■ **EXERCISE REQUIREMENTS**:
Identify all lines in the data containing the string "PartialEq". Copy them out.

(Beginning of INPUT MATERIAL)

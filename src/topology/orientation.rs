//! Orientation groups for inter-tree connections with small, copyable
//! representations.
//!
//! - [`EdgeFlip`] is the group C₂ of edge reversals.
//! - [`FacePerm`] is a permutation of the 4 corners of a face; only the
//!   8 permutations in [`FACE_PERMUTATIONS`] occur between right-handed trees.
//!
//! `compose(a, b)` reads "do `a`, then `b`" along a path of connections;
//! `inverse(a)` is the orientation seen when the same connection is
//! traversed from the other side.

use core::fmt::{Debug, Formatter};

use serde::{Deserialize, Serialize};

use super::tables::{
    FACE_PERMUTATION_REFS, FACE_PERMUTATION_SETS, FACE_PERMUTATIONS, FACES, HALF,
};

/// A finite group of orientations.
/// Implementations **must** satisfy for all `a`, `b`, `c`:
///   - associativity: `compose(a, compose(b, c)) == compose(compose(a, b), c)`
///   - identity:      `compose(id, a) == a == compose(a, id)` where `id = Default::default()`
///   - inverse:       `compose(a, inverse(a)) == id == compose(inverse(a), a)`
pub trait Orientation: Copy + Default + Debug + 'static {
    fn compose(a: Self, b: Self) -> Self;
    fn inverse(a: Self) -> Self;
}

/// 1-bit flip (edge reversal); group C₂.
/// Compose = XOR; inverse = self.
#[derive(Copy, Clone, Eq, PartialEq, Hash, Default, Serialize, Deserialize)]
#[repr(transparent)]
pub struct EdgeFlip(pub bool);

impl EdgeFlip {
    /// Decode the flip half of an `edge_to_edge` code (`code >= 12`).
    #[inline]
    pub fn from_code(code: i8) -> Self {
        EdgeFlip(code as usize >= super::tables::EDGES)
    }

    #[inline]
    pub fn as_u8(self) -> u8 {
        self.0 as u8
    }
}

impl Debug for EdgeFlip {
    fn fmt(&self, f: &mut Formatter<'_>) -> core::fmt::Result {
        f.debug_tuple("EdgeFlip").field(&self.0).finish()
    }
}

impl Orientation for EdgeFlip {
    #[inline]
    fn compose(a: Self, b: Self) -> Self {
        EdgeFlip(a.0 ^ b.0)
    }
    #[inline]
    fn inverse(a: Self) -> Self {
        a
    }
}

/// Small, fixed-size permutation group S_K, represented as mapping [0..K) -> [0..K).
/// Compose(p,q) = "apply p, then q".
#[derive(Copy, Clone, Eq, PartialEq, Hash)]
pub struct Perm<const K: usize>(pub [u8; K]);

impl<const K: usize> Default for Perm<K> {
    fn default() -> Self {
        let mut id = [0u8; K];
        let mut i = 0;
        while i < K {
            id[i] = i as u8;
            i += 1;
        }
        Perm(id)
    }
}

impl<const K: usize> Debug for Perm<K> {
    fn fmt(&self, f: &mut Formatter<'_>) -> core::fmt::Result {
        f.debug_tuple("Perm").field(&self.0).finish()
    }
}

impl<const K: usize> Perm<K> {
    /// Where `i` is sent.
    #[inline]
    pub fn apply(&self, i: usize) -> usize {
        self.0[i] as usize
    }

    #[inline]
    pub fn invert(&self) -> Self {
        let mut inv = [0u8; K];
        let mut i = 0;
        while i < K {
            inv[self.0[i] as usize] = i as u8;
            i += 1;
        }
        Perm(inv)
    }
}

impl<const K: usize> Orientation for Perm<K> {
    #[inline]
    fn compose(a: Self, b: Self) -> Self {
        let mut out = [0u8; K];
        let mut i = 0;
        while i < K {
            out[i] = b.0[a.0[i] as usize];
            i += 1;
        }
        Perm(out)
    }
    #[inline]
    fn inverse(a: Self) -> Self {
        a.invert()
    }
}

/// Face corner permutation between two connected faces.
pub type FacePerm = Perm<HALF>;

/// The permutation sending face corners of `my_face` to face corners of
/// `neighbor_face` for a connection with the given face orientation (0..4).
pub fn face_corner_permutation(my_face: usize, neighbor_face: usize, orientation: usize) -> FacePerm {
    debug_assert!(my_face < FACES && neighbor_face < FACES && orientation < HALF);
    let pref = FACE_PERMUTATION_REFS[my_face][neighbor_face];
    let pset = FACE_PERMUTATION_SETS[pref][orientation];
    let p = FACE_PERMUTATIONS[pset];
    Perm([p[0] as u8, p[1] as u8, p[2] as u8, p[3] as u8])
}

/// Accumulate a sequence of orientation steps along a path, left-to-right.
/// Identity is `O::default()`.
#[inline]
pub fn accumulate_path<O, I>(path: I) -> O
where
    O: Orientation,
    I: IntoIterator<Item = O>,
{
    path.into_iter()
        .fold(O::default(), |acc, step| O::compose(acc, step))
}

#[cfg(test)]
mod tests {
    use super::*;

    #[test]
    fn reciprocal_permutations_are_inverse() {
        for f in 0..FACES {
            for nf in 0..FACES {
                for o in 0..HALF {
                    let there = face_corner_permutation(f, nf, o);
                    let back = face_corner_permutation(nf, f, o);
                    assert_eq!(Perm::compose(there, back), FacePerm::default(), "{f} {nf} {o}");
                    assert_eq!(back, Perm::inverse(there));
                }
            }
        }
    }

    #[test]
    fn orientation_is_image_of_lower_first_corner() {
        for f in 0..FACES {
            for nf in f..FACES {
                for o in 0..HALF {
                    assert_eq!(face_corner_permutation(f, nf, o).apply(0), o);
                    assert_eq!(face_corner_permutation(nf, f, o).invert().apply(0), o);
                }
            }
        }
    }

    #[test]
    fn edge_flip_path() {
        let total: EdgeFlip = accumulate_path([EdgeFlip(true), EdgeFlip(false), EdgeFlip(true)]);
        assert_eq!(total, EdgeFlip(false));
        assert_eq!(EdgeFlip::from_code(13), EdgeFlip(true));
        assert_eq!(EdgeFlip::from_code(11), EdgeFlip(false));
    }

    #[test]
    fn edge_flip_serializes_as_its_bit() {
        assert_eq!(serde_json::to_string(&EdgeFlip(true)).unwrap(), "true");
        let back: EdgeFlip = serde_json::from_str("false").unwrap();
        assert_eq!(back, EdgeFlip(false));
        // face permutations are computed from the tables, never stored
        assert_eq!(face_corner_permutation(1, 0, 0), FacePerm::default());
    }

    #[test]
    fn perm_compose_order() {
        let a = Perm::<4>([1, 2, 3, 0]);
        let c = Perm::compose(a, Perm([3, 2, 1, 0]));
        // 0 -> 1 -> 2
        assert_eq!(c.apply(0), 2);
        assert_eq!(accumulate_path::<Perm<4>, _>([a, a, a, a]), Perm::default());
    }
}
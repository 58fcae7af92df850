//! Re-export public algorithms.

pub mod completion;
pub mod corner_transform;
pub mod edge_transform;
pub mod face_transform;

pub use completion::{complete_connectivity, connect_faces};
pub use corner_transform::{corner_neighbors, find_corner_transform};
pub use edge_transform::{edge_neighbors, find_edge_transform};
pub use face_transform::{expand_face_transform, find_face_transform};
//! ForestError: Unified error type for forest-topology public APIs
//!
//! Validation, construction from caller arrays, face connection and the
//! persisted format all report through this enum. Resolvers never fail;
//! they assume a store that passed validation.

use thiserror::Error;

use crate::topology::connectivity::TopIdx;

/// Unified error type for connectivity operations.
#[derive(Debug, Error)]
pub enum ForestError {
    /// An array does not have the length implied by the counts.
    #[error("array `{array}` has length {found}, expected {expected}")]
    ArrayLength {
        array: &'static str,
        expected: usize,
        found: usize,
    },
    /// An offset array does not start at zero or decreases.
    #[error("offset array `{array}` is malformed at position {index}")]
    OffsetMalformed { array: &'static str, index: usize },
    /// `tree_to_vertex` references a vertex outside `[0, num_vertices)`.
    #[error("tree {tree} corner {corner} references vertex {vertex} out of range")]
    VertexOutOfRange {
        tree: TopIdx,
        corner: usize,
        vertex: TopIdx,
    },
    /// `tree_to_tree` references a tree outside `[0, num_trees)`.
    #[error("tree {tree} face {face} references neighbor tree {neighbor} out of range")]
    FaceNeighborOutOfRange {
        tree: TopIdx,
        face: usize,
        neighbor: TopIdx,
    },
    /// `tree_to_face` holds a code outside `[0, 24)`.
    #[error("tree {tree} face {face} has face code {code} out of range")]
    FaceCodeOutOfRange { tree: TopIdx, face: usize, code: i8 },
    /// A boundary face (self, same face) carries a non-zero orientation.
    #[error("boundary face {face} of tree {tree} has non-zero orientation (code {code})")]
    BoundaryOrientation { tree: TopIdx, face: usize, code: i8 },
    /// The neighbor does not point back with the same orientation.
    #[error("face connection of tree {tree} face {face} is not reciprocated")]
    FaceReciprocity { tree: TopIdx, face: usize },
    /// `tree_to_edge` holds a value outside `[-1, num_edges)`.
    #[error("tree {tree} edge {edge} references global edge {value} out of range")]
    EdgeOutOfRange {
        tree: TopIdx,
        edge: usize,
        value: TopIdx,
    },
    /// An `edge_to_tree`/`edge_to_edge` slot holds an out-of-range value.
    #[error("global edge slot {slot} holds an out-of-range tree or edge code")]
    EdgeSlotOutOfRange { slot: usize },
    /// The same (tree, edge, flip) appears twice in one global edge.
    #[error("tree {tree} edge {edge} appears twice with the same orientation")]
    EdgeDuplicate { tree: TopIdx, edge: usize },
    /// A tree edge maps to a global edge whose slice does not list it.
    #[error("global edge {global} does not contain tree {tree} edge {edge}")]
    EdgeMembershipMissing {
        tree: TopIdx,
        edge: usize,
        global: TopIdx,
    },
    /// A global edge lists a (tree, edge) that does not map back to it.
    #[error("global edge {global} slot {slot} is not referenced back by its tree")]
    EdgeBackReference { global: TopIdx, slot: usize },
    /// `tree_to_corner` holds a value outside `[-1, num_corners)`.
    #[error("tree {tree} corner {corner} references global corner {value} out of range")]
    CornerOutOfRange {
        tree: TopIdx,
        corner: usize,
        value: TopIdx,
    },
    /// A `corner_to_tree`/`corner_to_corner` slot holds an out-of-range value.
    #[error("global corner slot {slot} holds an out-of-range tree or corner")]
    CornerSlotOutOfRange { slot: usize },
    /// A tree corner maps to a global corner whose slice does not list it.
    #[error("global corner {global} does not contain tree {tree} corner {corner}")]
    CornerMembershipMissing {
        tree: TopIdx,
        corner: usize,
        global: TopIdx,
    },
    /// A global corner lists a (tree, corner) that does not map back to it.
    #[error("global corner {global} slot {slot} is not referenced back by its tree")]
    CornerBackReference { global: TopIdx, slot: usize },
    /// Attributes enabled while already enabled.
    #[error("tree attributes are already allocated")]
    AttrAlreadyEnabled,
    /// More than two tree faces share the same four vertices.
    #[error("vertices {vertices:?} are shared by {count} tree faces")]
    NonManifoldFace { vertices: [TopIdx; 4], count: usize },
    /// Vertex-based operations need vertices.
    #[error("connectivity has no vertices")]
    MissingVertices,
    /// A generator received unusable parameters.
    #[error("invalid generator input: {0}")]
    InvalidInput(String),
    /// The stream does not start with the expected identification string.
    #[error("bad magic in persisted connectivity")]
    FormatMagic,
    /// The persisted format version differs from the compiled one.
    #[error("persisted format {found:#x} does not match {expected:#x}")]
    FormatVersion { found: u64, expected: u64 },
    /// The persisted index width differs from the compiled one.
    #[error("persisted index width {found} does not match {expected}")]
    IndexWidth { found: u64, expected: u64 },
    /// A persisted count does not fit the index type.
    #[error("persisted count `{field}` = {value} is out of range")]
    CountOutOfRange { field: &'static str, value: u64 },
    /// Underlying reader or writer failed, including short reads.
    #[error("I/O error: {0}")]
    Io(#[from] std::io::Error),
}
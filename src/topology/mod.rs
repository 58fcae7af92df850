//! Top-level module for the static inter-tree topology.
//!
//! This module provides the core types for representing how the trees of a
//! forest of octrees are glued together.
//! It includes:
//! - The [`Connectivity`] store and its accessors
//! - The fixed combinatorial tables of the reference cube
//! - Orientation groups for face and edge connections
//! - Structural validation
//!
//! Resolvers that query a store live in [`crate::algs`].

pub mod connectivity;
pub mod orientation;
pub mod tables;
pub mod validation;

pub use connectivity::{
    ConnectType, Connectivity, ConnectivityArrays, FaceNeighbor, NO_ENTITY, TopIdx,
};
pub use orientation::*;
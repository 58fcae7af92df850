//! Named connectivity constructors.
//!
//! Every constructor returns a store that already passes validation:
//! - [`unitcube`]: one tree, all faces on the boundary.
//! - [`periodic`]: one tree glued to itself in all three directions.
//! - [`twocubes`]: two trees sharing one face, with the edges and corners of
//!   that face listed explicitly.
//! - [`brick`]: an `m x n x p` block of trees with optional periodicity per axis.

use crate::algs::completion::{Grouping, complete_from_vertices};
use crate::debug_invariants::DebugInvariants;
use crate::forest_error::ForestError;
use crate::topology::connectivity::{Connectivity, TopIdx};
use crate::topology::tables::{CHILDREN, DIM, EDGE_CORNERS, EDGES, FACES, corner_coords, edge_axis};

fn invalid_input(message: impl Into<String>) -> ForestError {
    ForestError::InvalidInput(message.into())
}

/// Fill the vertex arrays with the unit cube corners and identity corner map.
fn unit_cube_vertices(conn: &mut Connectivity) {
    for c in 0..CHILDREN {
        let xyz = corner_coords(c);
        for a in 0..DIM {
            conn.vertices_mut()[DIM * c + a] = xyz[a] as f64;
        }
        conn.tree_to_vertex_mut()[c] = c as TopIdx;
    }
}

/// A single tree with six boundary faces.
pub fn unitcube() -> Connectivity {
    let mut conn = Connectivity::new(8, 1, 0, 0, 0, 0);
    unit_cube_vertices(&mut conn);
    for f in 0..FACES {
        conn.tree_to_face_mut()[f] = f as i8;
    }
    conn.debug_assert_invariants();
    conn
}

/// A single tree whose opposite faces are identified: a 3-torus.
///
/// Each group of four parallel edges forms one global edge and all eight
/// corners form one global corner.
pub fn periodic() -> Connectivity {
    let mut conn = Connectivity::new(8, 1, 3, EDGES, 1, CHILDREN);
    unit_cube_vertices(&mut conn);
    conn.tree_to_face_mut().copy_from_slice(&[1, 0, 3, 2, 5, 4]);
    for e in 0..EDGES {
        conn.tree_to_edge_mut()[e] = edge_axis(e) as TopIdx;
        conn.edge_to_edge_mut()[e] = e as i8;
    }
    conn.ett_offset_mut().copy_from_slice(&[0, 4, 8, 12]);
    for c in 0..CHILDREN {
        conn.tree_to_corner_mut()[c] = 0;
        conn.corner_to_corner_mut()[c] = c as i8;
    }
    conn.debug_assert_invariants();
    conn
}

/// Two trees side by side in x, glued along tree 0's +x face.
pub fn twocubes() -> Connectivity {
    let mut conn = Connectivity::new(12, 2, 0, 0, 0, 0);
    for z in 0..2 {
        for y in 0..2 {
            for x in 0..3 {
                let v = x + 3 * (y + 2 * z);
                conn.vertices_mut()[DIM * v..DIM * (v + 1)]
                    .copy_from_slice(&[x as f64, y as f64, z as f64]);
            }
        }
    }
    conn.tree_to_vertex_mut()
        .copy_from_slice(&[0, 1, 3, 4, 6, 7, 9, 10, 1, 2, 4, 5, 7, 8, 10, 11]);
    conn.tree_to_tree_mut()
        .copy_from_slice(&[0, 1, 0, 0, 0, 0, 0, 1, 1, 1, 1, 1]);
    conn.tree_to_face_mut()
        .copy_from_slice(&[0, 0, 2, 3, 4, 5, 1, 1, 2, 3, 4, 5]);
    complete_from_vertices(&mut conn);
    conn
}

/// An `m x n x p` brick of unit trees. Trees are numbered with x fastest,
/// then y, then z; vertices lie on the integer lattice.
///
/// With `periodic_a` (resp. `_b`, `_c`) the brick wraps around in x (y, z):
/// the last layer of trees is glued to the first, and wrapped edges and
/// corners are identified. Faces always connect with orientation 0 and
/// shared edges never flip.
pub fn brick(
    m: usize,
    n: usize,
    p: usize,
    periodic_a: bool,
    periodic_b: bool,
    periodic_c: bool,
) -> Result<Connectivity, ForestError> {
    if m == 0 || n == 0 || p == 0 {
        return Err(invalid_input(format!(
            "brick dimensions must be positive, got {m} x {n} x {p}"
        )));
    }
    let dims = [m, n, p];
    let periodic = [periodic_a, periodic_b, periodic_c];
    let num_vertices = [m, n, p]
        .into_iter()
        .try_fold(1usize, |acc, d| d.checked_add(1).and_then(|d1| acc.checked_mul(d1)))
        .filter(|&v| v <= TopIdx::MAX as usize)
        .ok_or_else(|| invalid_input(format!("brick {m} x {n} x {p} is too large")))?;
    let num_trees = m * n * p;

    let vertex_id = |x: usize, y: usize, z: usize| (x + (m + 1) * (y + (n + 1) * z)) as TopIdx;
    let tree_id = |ijk: [usize; DIM]| (ijk[0] + m * (ijk[1] + n * ijk[2])) as TopIdx;
    let trees = || {
        (0..p).flat_map(move |k| (0..n).flat_map(move |j| (0..m).map(move |i| [i, j, k])))
    };
    // Lattice point with periodic axes wrapped back to 0.
    let wrap = |mut pt: [usize; DIM]| {
        for a in 0..DIM {
            if periodic[a] && pt[a] == dims[a] {
                pt[a] = 0;
            }
        }
        pt
    };

    let mut conn = Connectivity::new(num_vertices, num_trees, 0, 0, 0, 0);
    for z in 0..=p {
        for y in 0..=n {
            for x in 0..=m {
                let v = vertex_id(x, y, z) as usize;
                conn.vertices_mut()[DIM * v..DIM * (v + 1)]
                    .copy_from_slice(&[x as f64, y as f64, z as f64]);
            }
        }
    }

    let mut edges = Grouping::new();
    let mut corners = Grouping::new();
    for ijk in trees() {
        let t = tree_id(ijk);
        let tu = t as usize;

        for c in 0..CHILDREN {
            let d = corner_coords(c);
            let pt = [ijk[0] + d[0], ijk[1] + d[1], ijk[2] + d[2]];
            conn.tree_to_vertex_mut()[CHILDREN * tu + c] = vertex_id(pt[0], pt[1], pt[2]);
            corners.insert(wrap(pt), (t, c as i8));
        }

        for f in 0..FACES {
            let axis = f / 2;
            let mut nb = ijk;
            let neighbor = if f % 2 == 0 {
                if ijk[axis] > 0 {
                    nb[axis] -= 1;
                    Some(nb)
                } else if periodic[axis] {
                    nb[axis] = dims[axis] - 1;
                    Some(nb)
                } else {
                    None
                }
            } else if ijk[axis] + 1 < dims[axis] {
                nb[axis] += 1;
                Some(nb)
            } else if periodic[axis] {
                nb[axis] = 0;
                Some(nb)
            } else {
                None
            };
            let (ntree, nface) = match neighbor {
                Some(nb) => (tree_id(nb), f ^ 1),
                None => (t, f),
            };
            conn.tree_to_tree_mut()[FACES * tu + f] = ntree;
            conn.tree_to_face_mut()[FACES * tu + f] = nface as i8;
        }

        for (e, &[c0, _]) in EDGE_CORNERS.iter().enumerate() {
            let d = corner_coords(c0);
            let pt = [ijk[0] + d[0], ijk[1] + d[1], ijk[2] + d[2]];
            edges.insert((edge_axis(e), wrap(pt)), (t, e as i8));
        }
    }

    let (tte, eoff, ett, ete) = edges.materialize(num_trees, EDGES);
    let (ttc, coff, ctt, ctc) = corners.materialize(num_trees, CHILDREN);
    conn.replace_edges(tte, eoff, ett, ete);
    conn.replace_corners(ttc, coff, ctt, ctc);

    log::debug!(
        "built {m} x {n} x {p} brick: {} edges, {} corners",
        conn.num_edges(),
        conn.num_corners()
    );
    conn.debug_assert_invariants();
    Ok(conn)
}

(End of INPUT MATERIAL)

■ **SOLUTION FOR THIS TASK**:
#[derive(Copy, Clone, Eq, PartialEq, Hash, Default, Serialize, Deserialize)]
#[derive(Copy, Clone, Eq, PartialEq, Hash)]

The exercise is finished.